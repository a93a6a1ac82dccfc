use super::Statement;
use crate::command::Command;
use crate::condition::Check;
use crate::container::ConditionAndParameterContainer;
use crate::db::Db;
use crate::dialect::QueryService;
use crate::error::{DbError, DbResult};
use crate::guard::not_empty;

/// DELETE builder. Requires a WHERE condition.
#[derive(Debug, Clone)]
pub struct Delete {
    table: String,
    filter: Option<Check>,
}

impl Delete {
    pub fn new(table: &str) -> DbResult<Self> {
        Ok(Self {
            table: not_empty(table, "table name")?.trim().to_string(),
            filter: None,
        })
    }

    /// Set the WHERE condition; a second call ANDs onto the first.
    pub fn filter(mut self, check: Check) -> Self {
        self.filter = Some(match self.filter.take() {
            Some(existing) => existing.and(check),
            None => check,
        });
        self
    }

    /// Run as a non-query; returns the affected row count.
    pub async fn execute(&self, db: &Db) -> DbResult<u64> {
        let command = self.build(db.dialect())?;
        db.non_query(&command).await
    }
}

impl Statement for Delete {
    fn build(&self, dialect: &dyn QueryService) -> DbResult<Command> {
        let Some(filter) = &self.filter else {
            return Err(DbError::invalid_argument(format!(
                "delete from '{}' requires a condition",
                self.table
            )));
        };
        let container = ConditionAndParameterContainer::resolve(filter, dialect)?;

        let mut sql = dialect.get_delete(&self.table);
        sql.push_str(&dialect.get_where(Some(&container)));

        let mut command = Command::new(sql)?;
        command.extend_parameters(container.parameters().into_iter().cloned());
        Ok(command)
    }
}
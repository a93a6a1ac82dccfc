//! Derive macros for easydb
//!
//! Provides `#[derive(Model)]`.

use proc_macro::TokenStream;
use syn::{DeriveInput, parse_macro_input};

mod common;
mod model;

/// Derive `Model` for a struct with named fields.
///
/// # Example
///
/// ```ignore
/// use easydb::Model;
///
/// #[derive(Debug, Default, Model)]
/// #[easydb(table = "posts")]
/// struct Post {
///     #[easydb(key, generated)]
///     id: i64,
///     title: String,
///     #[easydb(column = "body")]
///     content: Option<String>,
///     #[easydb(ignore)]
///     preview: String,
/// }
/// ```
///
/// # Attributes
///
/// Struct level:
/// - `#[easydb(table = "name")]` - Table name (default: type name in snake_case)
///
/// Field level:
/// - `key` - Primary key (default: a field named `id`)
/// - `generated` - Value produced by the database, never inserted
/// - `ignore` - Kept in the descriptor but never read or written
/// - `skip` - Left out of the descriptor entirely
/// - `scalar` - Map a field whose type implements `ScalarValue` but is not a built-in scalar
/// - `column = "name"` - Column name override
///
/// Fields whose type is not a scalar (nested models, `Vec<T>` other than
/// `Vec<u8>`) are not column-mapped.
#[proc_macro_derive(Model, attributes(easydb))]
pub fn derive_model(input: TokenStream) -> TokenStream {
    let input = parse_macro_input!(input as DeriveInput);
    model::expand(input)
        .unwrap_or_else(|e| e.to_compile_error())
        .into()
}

**Exercise details**
Copy out the material, keeping every line exactly as it is.

**Response**
repository a93a6a1ac82dccfc
use super::Statement;
use crate::command::Command;
use crate::condition::Check;
use crate::container::ConditionAndParameterContainer;
use crate::db::Db;
use crate::dialect::QueryService;
use crate::error::{DbError, DbResult};
use crate::guard::not_empty;

/// DELETE builder. Requires a WHERE condition.
#[derive(Debug, Clone)]
pub struct Delete {
    table: String,
    filter: Option<Check>,
}

impl Delete {
    pub fn new(table: &str) -> DbResult<Self> {
        Ok(Self {
            table: not_empty(table, "table name")?.trim().to_string(),
            filter: None,
        })
    }

    /// Set the WHERE condition; a second call ANDs onto the first.
    pub fn filter(mut self, check: Check) -> Self {
        self.filter = Some(match self.filter.take() {
            Some(existing) => existing.and(check),
            None => check,
        });
        self
    }

    /// Run as a non-query; returns the affected row count.
    pub async fn execute(&self, db: &Db) -> DbResult<u64> {
        let command = self.build(db.dialect())?;
        db.non_query(&command).await
    }
}

impl Statement for Delete {
    fn build(&self, dialect: &dyn QueryService) -> DbResult<Command> {
        let Some(filter) = &self.filter else {
            return Err(DbError::invalid_argument(format!(
                "delete from '{}' requires a condition",
                self.table
            )));
        };
        let container = ConditionAndParameterContainer::resolve(filter, dialect)?;

        let mut sql = dialect.get_delete(&self.table);
        sql.push_str(&dialect.get_where(Some(&container)));

        let mut command = Command::new(sql)?;
        command.extend_parameters(container.parameters().into_iter().cloned());
        Ok(command)
    }
}
repository a93a6a1ac82dccfc
//! Derive macros for easydb
//!
//! Provides `#[derive(Model)]`.

use proc_macro::TokenStream;
use syn::{DeriveInput, parse_macro_input};

mod common;
mod model;

/// Derive `Model` for a struct with named fields.
///
/// # Example
///
/// ```ignore
/// use easydb::Model;
///
/// #[derive(Debug, Default, Model)]
/// #[easydb(table = "posts")]
/// struct Post {
///     #[easydb(key, generated)]
///     id: i64,
///     title: String,
///     #[easydb(column = "body")]
///     content: Option<String>,
///     #[easydb(ignore)]
///     preview: String,
/// }
/// ```
///
/// # Attributes
///
/// Struct level:
/// - `#[easydb(table = "name")]` - Table name (default: type name in snake_case)
///
/// Field level:
/// - `key` - Primary key (default: a field named `id`)
/// - `generated` - Value produced by the database, never inserted
/// - `ignore` - Kept in the descriptor but never read or written
/// - `skip` - Left out of the descriptor entirely
/// - `scalar` - Map a field whose type implements `ScalarValue` but is not a built-in scalar
/// - `column = "name"` - Column name override
///
/// Fields whose type is not a scalar (nested models, `Vec<T>` other than
/// `Vec<u8>`) are not column-mapped.
#[proc_macro_derive(Model, attributes(easydb))]
pub fn derive_model(input: TokenStream) -> TokenStream {
    let input = parse_macro_input!(input as DeriveInput);
    model::expand(input)
        .unwrap_or_else(|e| e.to_compile_error())
        .into()
}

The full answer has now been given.